On May 23, 2024, Kano State Governor Abba Kabir Yusuf dissolved the Rano Emirate along with four other emirates established in 2019 by former governor Abdullahi Umar Ganduje. This action restored the state's traditional structure of a single emirate, reverting to its pre-2019 arrangement. The areas under the Rano Emirate were reintegrated into the Kano Emirate, aiming to enhance administrative efficiency and historical continuity. Sanusi Lamido Sanusi II was installed as the Emir of Kano the same day, unifying the leadership and governance under one emirate. This move intended to streamline traditional governance in Kano State.
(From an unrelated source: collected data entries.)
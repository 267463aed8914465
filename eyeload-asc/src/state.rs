use std::path::{Path, PathBuf};

use eyeload_core::{Result, SampleTable, SessionParameters, TrialTable};
use tracing::info;

use crate::config::ParserConfig;
use crate::session::{ParsedSession, load_file};

/// Holds the most recently loaded session.
///
/// Each successful `load_file` replaces every derived table at once; a failed
/// load leaves the previous session untouched.
#[derive(Debug, Clone, Default)]
pub struct EyeSession {
    config: ParserConfig,
    current: Option<ParsedSession>,
    source: Option<PathBuf>,
}

impl EyeSession {
    pub fn new(config: ParserConfig) -> Self {
        Self {
            config,
            current: None,
            source: None,
        }
    }

    pub fn from_file(path: impl AsRef<Path>, config: ParserConfig) -> Result<Self> {
        let mut session = Self::new(config);
        session.load_file(path)?;
        Ok(session)
    }

    pub fn load_file(&mut self, path: impl AsRef<Path>) -> Result<&ParsedSession> {
        let path = path.as_ref();
        let parsed = load_file(path, &self.config)?;
        if let Some(previous) = &self.source {
            info!(previous = %previous.display(), next = %path.display(), "replacing session");
        }
        self.source = Some(path.to_path_buf());
        Ok(self.current.insert(parsed))
    }

    pub fn config(&self) -> &ParserConfig {
        &self.config
    }

    pub fn source(&self) -> Option<&Path> {
        self.source.as_deref()
    }

    pub fn session(&self) -> Option<&ParsedSession> {
        self.current.as_ref()
    }

    pub fn params(&self) -> Option<&SessionParameters> {
        self.current.as_ref().map(|s| &s.params)
    }

    pub fn samples(&self) -> Option<&SampleTable> {
        self.current.as_ref().map(|s| &s.samples)
    }

    pub fn trials(&self) -> Option<&TrialTable> {
        self.current.as_ref().map(|s| &s.trials)
    }

    pub fn is_loaded(&self) -> bool {
        self.current.is_some()
    }
}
In July of 2024, Rano Emirate was re-established as a second-class emirate under the authority of the Kano Emirate. Rano consists of the Rano, Kibiya and Bunkure local government areas.

== Emirs ==

- Alhaji Tafida Abubakar Ila Auta Bawo (9 May 2019 - May 2020)
- Kabiru Muhammad Inuwa (May 2020 - May 2024)
- Alhaji Muhammad Isa Umar (July 2024 - present)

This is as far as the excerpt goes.